Les données de la littérature confirment cette dynamique. Plusieurs études longitudinales ont montré que les anomalies hématologiques sont non seulement fréquentes, mais également corrélées à l’activité de la maladie, en faisant un marqueur indirect de sévérité. Par ailleurs, des travaux en immuno-hématologie ont mis en évidence le rôle central des auto-anticorps et de l’activation du complément dans la destruction cellulaire, consolidant l’hypothèse d’un mécanisme immunitaire direct à l’origine de ces complications.

Environ 50%

des cas d’anémie lors de l’évolution de la maladie.

Environ 20 à 40%

des cas de leucopénie lors de l’évolution de la maladie.

Environ 10 à 30%

des cas de thrombopénie lors de l’évolution de la maladie.
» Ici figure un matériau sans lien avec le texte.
//! Transport trait and the types crossing the hardware boundary

use thiserror::Error;
use wand_core::ControllerSample;

#[derive(Error, Debug)]
pub enum HidError {
    #[error("failed to initialize HID subsystem: {0}")]
    Init(String),
    #[error("device enumeration failed: {0}")]
    Enumerate(String),
    #[error("failed to open {path}: {reason}")]
    Open { path: String, reason: String },
}

/// Descriptor of one attached device, valid for the enumeration pass that
/// produced it. The path is the equality key across passes; enumeration
/// order may change between passes.
#[derive(Debug, Clone, PartialEq, Eq)]
pub struct DeviceDescriptor {
    pub path: String,
    pub vendor_id: u16,
    pub product_id: u16,
    pub serial: Option<String>,
}

/// Outcome of one non-blocking device read.
///
/// `Failure` means the transport link is gone. It is a normal, locally
/// handled outcome (the device gets closed), not an error to propagate.
#[derive(Debug, Clone, Copy, PartialEq)]
pub enum ReadResult {
    NoData,
    NewData(ControllerSample),
    Failure,
}

/// Raw device access the fleet manager is written against.
///
/// Every method must return promptly: the caller runs on a single thread
/// that also serves unrelated work, so a blocking `open` or `read` stalls
/// the whole service loop.
pub trait Transport {
    /// An open device handle, exclusively owned by one controller slot.
    type Device;

    /// Bring up the HID subsystem. Failure here is fatal at startup.
    fn initialize(&mut self) -> Result<(), HidError>;

    fn shutdown(&mut self);

    /// One full enumeration pass over currently attached devices.
    fn enumerate(&mut self) -> Result<Vec<DeviceDescriptor>, HidError>;

    /// Open the device behind a descriptor in non-blocking mode.
    fn open(&mut self, descriptor: &DeviceDescriptor) -> Result<Self::Device, HidError>;

    fn close(&mut self, device: Self::Device);

    /// Poll the device for a pending input report without blocking.
    fn read(&mut self, device: &mut Self::Device) -> ReadResult;
}
//! Wand Core - Controller, sample, and data-frame types
//!
//! This crate provides the foundational types for the wand system:
//! - Controller identity (the logical slot index)
//! - Button set and button-bitmask assembly
//! - Sensor samples (orientation, position, buttons, trigger)
//! - Globally sequenced data frames and the publisher contract

pub mod controller;
pub mod frame;

pub use controller::{Button, ButtonState, ControllerId, ControllerSample, Quat, Vec3};
pub use frame::{DataFrame, FramePublisher};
Le lupus peut avoir des conséquences très différentes selon sa forme et son évolution. Certaines complications sont fréquentes et bien contrôlées aujourd’hui, tandis que d’autres restent plus graves. Une prise en charge précoce, régulière et adaptée permet néanmoins de limiter significativement ces risques et d’améliorer le pronostic à long terme.

Sources

FAQ sur les complications du lupus.

Quelle est l'évolution d'un lupus chez l'enfant ?
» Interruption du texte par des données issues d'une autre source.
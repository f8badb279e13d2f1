//! HTTP handlers: extract and validate input, delegate to a service, wrap
//! the result in the response envelope.

pub mod bookings;
pub mod health;
pub mod interviews;
pub mod pages;
pub mod reviews;
pub mod shops;
pub mod users;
Chez l’enfant, le lupus a tendance à être plus intense dès le départ. Les atteintes des reins ou du système nerveux peuvent apparaître tôt, ce qui demande une prise en charge rapide et adaptée. Au-delà de la maladie elle-même, l’un des enjeux cruciaux concerne la croissance et la solidité des os, notamment à cause de certains traitements comme la cortisone. C’est pourquoi les médecins essaient, autant que possible, d’utiliser des stratégies thérapeutiques qui limitent ces effets tout en gardant la maladie sous contrôle.

Comment évolue un lupus rénal ?

Le lupus rénal peut discrètement évoluer, sans provoquer de douleur. On le repère souvent à travers des signes comme un gonflement des jambes ou des urines qui deviennent mousseuses. Lorsqu’il est détecté tôt et bien traité, les reins peuvent continuer à fonctionner normalement longtemps. En revanche, si les poussées sont peu contrôlées, elles peuvent abîmer progressivement les filtres du rein, ce qui augmente, avec le temps, le risque d’insuffisance rénale.

Mon médecin peut-il savoir si le lupus va être sévère ou pas ?

Certains éléments permettent d’avoir une idée du niveau d’activité de la maladie, comme la présence de certains anticorps ou la baisse de certaines protéines du système immunitaire. Ces marqueurs aident les médecins à mieux suivre le lupus et à anticiper les périodes plus actives. Mais, malgré cela, la maladie garde une part d’imprévisibilité. C’est pour cette raison qu’un suivi régulier reste essentiel, même lorsque tout semble aller bien.